My father, a self-proclaimed hippie and alcoholic until the day hemet my gorgeous mother, wore a brown leisure suit and platform shoes to his wedding.  I forgive him for this offense, only because my mother wore a black, sparkly pantsuit.

I’m amazed my father had any sense at all when it came to raising a child.  When he was 7, his mother woke him up in the middle of the night and they left town to escape his alcoholic father.  His mother worked nights as a surgical nurse and they moved every two years.  He grew up without a male influence, aside from his cousin who introduced him to drugs at age 11.

my-parentsI was born in a trailer park.  Does that mean I get to cry a river and say that I’ve had it a little worse than the rest of you?  No? But do I get to blame at least a few of my issues on that fact?  When my parents were married, my dad was making $6/hr, yet they managed to save 50% of his income a month, while my mom stayed at home with the kids.  This is could be where my Suze Ormond frugalness stems from, the kind which allows me  to be perfectly satisfied driving a ’99 Saturn with a hole in the hood, that floods every time it rains. Especially last night.

Eventually, my dad started his own business and they saved enough money to purchase a charming, completely run-down and nearly un-livable home in the country. For years, my dad awoke at 5am, and after working all day would come home to do paperwork for the business and spend every spare moment learning how to remodel that house.  That’s right, learning – from actual books. Incomprehensible, I know. But as busy as he was, trying to make a life for us, he always had time for any absurd request I might have.

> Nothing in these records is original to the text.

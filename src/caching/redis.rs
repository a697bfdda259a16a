//! Redis 클라이언트
//!
//! 세션 레코드와 일회용 OAuth state를 JSON으로 직렬화하여 TTL과 함께 저장합니다.

use redis::{AsyncCommands, Client};
use serde::{Serialize, de::DeserializeOwned};

/// JSON 직렬화를 내장한 Redis 래퍼
#[derive(Clone)]
pub struct RedisClient {
    client: Client,
}

impl RedisClient {
    /// 연결을 열고 `PING`으로 서버 가용성을 확인합니다.
    pub async fn connect(redis_url: &str) -> Result<Self, redis::RedisError> {
        let client = Client::open(redis_url)?;

        let mut conn = client.get_multiplexed_async_connection().await?;
        redis::cmd("PING").query_async::<()>(&mut conn).await?;

        log::info!("✅ Redis 연결 성공");

        Ok(Self { client })
    }

    pub async fn get<T: DeserializeOwned>(&self, key: &str) -> Result<Option<T>, redis::RedisError> {
        let mut conn = self.client.get_multiplexed_async_connection().await?;
        let value: Option<String> = conn.get(key).await?;

        value.map(|json| Self::decode(&json)).transpose()
    }

    pub async fn set_with_expiry<T: Serialize>(&self, key: &str, value: &T, seconds: u64) -> Result<(), redis::RedisError> {
        let mut conn = self.client.get_multiplexed_async_connection().await?;
        let json = serde_json::to_string(value)
            .map_err(|e| redis::RedisError::from((redis::ErrorKind::TypeError, "Serialization failed", e.to_string())))?;
        conn.set_ex(key, json, seconds).await
    }

    /// 값을 읽는 즉시 삭제합니다 (`GETDEL`).
    ///
    /// OAuth state처럼 한 번만 소비되어야 하는 값에 사용합니다.
    pub async fn take<T: DeserializeOwned>(&self, key: &str) -> Result<Option<T>, redis::RedisError> {
        let mut conn = self.client.get_multiplexed_async_connection().await?;
        let value: Option<String> = conn.get_del(key).await?;

        value.map(|json| Self::decode(&json)).transpose()
    }

    pub async fn del(&self, key: &str) -> Result<(), redis::RedisError> {
        let mut conn = self.client.get_multiplexed_async_connection().await?;
        conn.del(key).await
    }

    fn decode<T: DeserializeOwned>(json: &str) -> Result<T, redis::RedisError> {
        serde_json::from_str(json)
            .map_err(|e| redis::RedisError::from((redis::ErrorKind::TypeError, "Deserialization failed", e.to_string())))
    }
}
//! # 인메모리 식별 정보 저장소
//!
//! `STORAGE_BACKEND=memory`로 실행하거나 테스트에서 사용하는 [`IdentityStore`] 구현입니다.
//! 하나의 `Mutex` 아래에서 MongoDB 구현과 같은 유니크 제약을 검사합니다.

use std::collections::HashMap;
use std::sync::{Mutex, MutexGuard};
use async_trait::async_trait;
use mongodb::bson::oid::ObjectId;
use crate::{
    core::errors::{AppError, AppResult},
    domain::entities::{identity::IdentityLink, users::{Group, User}},
    repositories::{IdentityLinkRepository, IdentityStore, UserRepository},
};

#[derive(Default)]
struct Tables {
    users: HashMap<ObjectId, User>,
    groups: HashMap<ObjectId, Group>,
    /// 자연 키 `(provider, external_id)` 기준
    links: HashMap<(String, String), IdentityLink>,
}

impl Tables {
    fn login_taken(&self, user: &User) -> bool {
        self.users
            .values()
            .any(|existing| existing.login == user.login && existing.id != user.id)
    }
}

/// 프로세스 메모리 기반 저장소
#[derive(Default)]
pub struct InMemoryIdentityStore {
    tables: Mutex<Tables>,
}

impl InMemoryIdentityStore {
    pub fn new() -> Self {
        Self::default()
    }

    /// 기본 `Users` 그룹이 준비된 저장소
    pub fn with_default_group() -> Self {
        let group = Group::new(Group::DEFAULT_NAME);
        let tables = Tables {
            groups: HashMap::from([(group.id, group)]),
            ..Tables::default()
        };
        Self { tables: Mutex::new(tables) }
    }

    pub fn insert_group(&self, group: Group) -> AppResult<()> {
        self.lock()?.groups.insert(group.id, group);
        Ok(())
    }

    pub fn users(&self) -> Vec<User> {
        self.lock()
            .map(|tables| tables.users.values().cloned().collect())
            .unwrap_or_default()
    }

    pub fn links(&self) -> Vec<IdentityLink> {
        self.lock()
            .map(|tables| tables.links.values().cloned().collect())
            .unwrap_or_default()
    }

    fn lock(&self) -> AppResult<MutexGuard<'_, Tables>> {
        self.tables
            .lock()
            .map_err(|_| AppError::PersistenceFailure("인메모리 저장소 잠금 실패".to_string()))
    }
}

fn natural_key(provider: &str, external_id: &str) -> (String, String) {
    (provider.to_string(), external_id.to_string())
}

#[async_trait]
impl IdentityLinkRepository for InMemoryIdentityStore {
    async fn find_by_provider_and_id(&self, provider: &str, external_id: &str) -> AppResult<Option<IdentityLink>> {
        let tables = self.lock()?;
        Ok(tables.links.get(&natural_key(provider, external_id)).cloned())
    }

    async fn save(&self, link: &IdentityLink) -> AppResult<()> {
        let mut tables = self.lock()?;
        let key = natural_key(&link.provider, &link.external_id);

        match tables.links.get_mut(&key) {
            Some(existing) => {
                // upsert의 $set 대상만 갱신하고 _id, created_at은 유지
                existing.user_id = link.user_id;
                existing.display_name = link.display_name.clone();
                existing.avatar_url = link.avatar_url.clone();
                existing.profile_url = link.profile_url.clone();
                existing.updated_at = link.updated_at;
            }
            None => {
                tables.links.insert(key, link.clone());
            }
        }

        Ok(())
    }
}

#[async_trait]
impl UserRepository for InMemoryIdentityStore {
    async fn find_group_by_name(&self, name: &str) -> AppResult<Option<Group>> {
        let tables = self.lock()?;
        Ok(tables.groups.values().find(|group| group.name == name).cloned())
    }

    async fn find_by_id(&self, id: &ObjectId) -> AppResult<Option<User>> {
        let tables = self.lock()?;
        Ok(tables.users.get(id).cloned())
    }

    async fn save(&self, user: &User) -> AppResult<()> {
        let mut tables = self.lock()?;

        if tables.login_taken(user) {
            return Err(AppError::PersistenceFailure(format!("이미 사용 중인 로그인명: {}", user.login)));
        }

        tables.users.insert(user.id, user.clone());
        Ok(())
    }
}

#[async_trait]
impl IdentityStore for InMemoryIdentityStore {
    async fn save_registration(&self, user: &User, link: &IdentityLink) -> AppResult<()> {
        let mut tables = self.lock()?;

        // 모든 제약을 먼저 검사한 뒤 한 번에 기록
        if tables.login_taken(user) {
            return Err(AppError::PersistenceFailure(format!("이미 사용 중인 로그인명: {}", user.login)));
        }

        let key = natural_key(&link.provider, &link.external_id);
        if tables.links.contains_key(&key) {
            return Err(AppError::DuplicateIdentity {
                provider: link.provider.clone(),
                external_id: link.external_id.clone(),
            });
        }

        tables.users.insert(user.id, user.clone());
        tables.links.insert(key, link.clone());
        Ok(())
    }
}
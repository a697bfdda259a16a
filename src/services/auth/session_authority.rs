//! # 세션 권한 어댑터
//!
//! 해석된 사용자로 현재 세션을 인증하거나 로그아웃시키는 경계입니다.
//! 요청마다 세션 ID(`hybridauth_sid` 쿠키)에 묶인 인스턴스를 만들어 사용합니다.
//!
//! ## Redis 키
//!
//! ```text
//! session:{sid} → SessionRecord (JSON, TTL = SESSION_TTL_SECONDS)
//! ```

use async_trait::async_trait;
use chrono::Utc;
use mongodb::bson::oid::ObjectId;
use crate::{
    caching::redis::RedisClient,
    core::errors::{AppError, AppResult},
    domain::{
        entities::users::User,
        models::auth::{AuthContext, SessionRecord},
    },
};

/// 세션 인증 상태를 변경하는 협력자
#[async_trait]
pub trait SessionAuthority: Send + Sync {
    /// 세션을 `user`로 인증된 상태로 만듭니다.
    async fn set_authorized(&self, user: &User, context: &AuthContext) -> AppResult<()>;

    /// 세션의 인증 상태를 제거합니다.
    async fn logout(&self) -> AppResult<()>;
}

/// Redis 기반 세션 권한
pub struct RedisSessionAuthority {
    redis: RedisClient,
    session_id: String,
    ttl_seconds: u64,
}

impl RedisSessionAuthority {
    pub fn for_session(redis: RedisClient, session_id: impl Into<String>, ttl_seconds: u64) -> Self {
        Self {
            redis,
            session_id: session_id.into(),
            ttl_seconds,
        }
    }

    fn key(&self) -> String {
        format!("session:{}", self.session_id)
    }

    /// 현재 세션 레코드
    pub async fn current(&self) -> AppResult<Option<SessionRecord>> {
        Ok(self.redis.get::<SessionRecord>(&self.key()).await?)
    }

    /// 인증된 세션의 사용자 ID
    ///
    /// 세션이 없거나 만료되었으면 `None`입니다.
    pub async fn current_user_id(&self) -> AppResult<Option<ObjectId>> {
        let Some(record) = self.current().await? else {
            return Ok(None);
        };

        ObjectId::parse_str(&record.user_id)
            .map(Some)
            .map_err(|e| AppError::AuthenticationError(format!("잘못된 세션 사용자 ID: {}", e)))
    }
}

#[async_trait]
impl SessionAuthority for RedisSessionAuthority {
    async fn set_authorized(&self, user: &User, context: &AuthContext) -> AppResult<()> {
        let record = SessionRecord {
            user_id: user.id_string(),
            context: context.clone(),
            authorized_at: Utc::now().timestamp(),
        };

        self.redis
            .set_with_expiry(&self.key(), &record, self.ttl_seconds)
            .await?;

        log::debug!("세션 인증: sid={}, user={}", self.session_id, record.user_id);
        Ok(())
    }

    async fn logout(&self) -> AppResult<()> {
        self.redis.del(&self.key()).await?;
        log::debug!("세션 로그아웃: sid={}", self.session_id);
        Ok(())
    }
}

Thanks for sitting in my room every single night, while I rehashed my entire school day, complete with tearful confessions of snobby girls, mean boys, and despicable rumors.  And thanks for continuing to sit in my room every night, even when those confessions turned into eye-rolling  and the words: “I’m fine. Goodnight.”   Thanks for never missing dinner and showing up to every event in my life even though I was excrutiatingly embarrassed of your presence.  Thanks for staying up til 3am to help me grasp Chemistry, which by the way, was a battle we should have surrendered long ago.  Thank you for not using your past as an excuse, but as motivation to be better. 

Thanks for teaching me that even though people may take advantage of your kindness, you should give it anyway.  Thanks for building me that sweet swing set, which was the envy of all my friends and equipped with a sandbox litterbox for the cats.  Thanks for working so hard so that I could have a mom waiting for me after school every day.  Thanks for being so awesome that my friends wanted to come over just to hang out with you.  Thanks for being an example of how a man should love his wife.  Thanks for dropping everything to come put air in my tires, or some other mundane task that I always seem to screw up no matter how many times you’ve shown me.  Thanks for helping me crawl out of every mess I’ve made.  And there have been some big ones.  I mean, big.  But most of all, thanks for making me feel like I was the most amazing thing in the world even when I was terribly awkward and unfortunate looking.   I’ve been spared from so much because of the self-esteem that came from your unconditional support and love.  I’ve never felt like I needed anyone, or anything, to fulfill me. I’ve always thought I could do anything.  But really, it would have saved us both alot of stress if I hadn’t actually tried to. 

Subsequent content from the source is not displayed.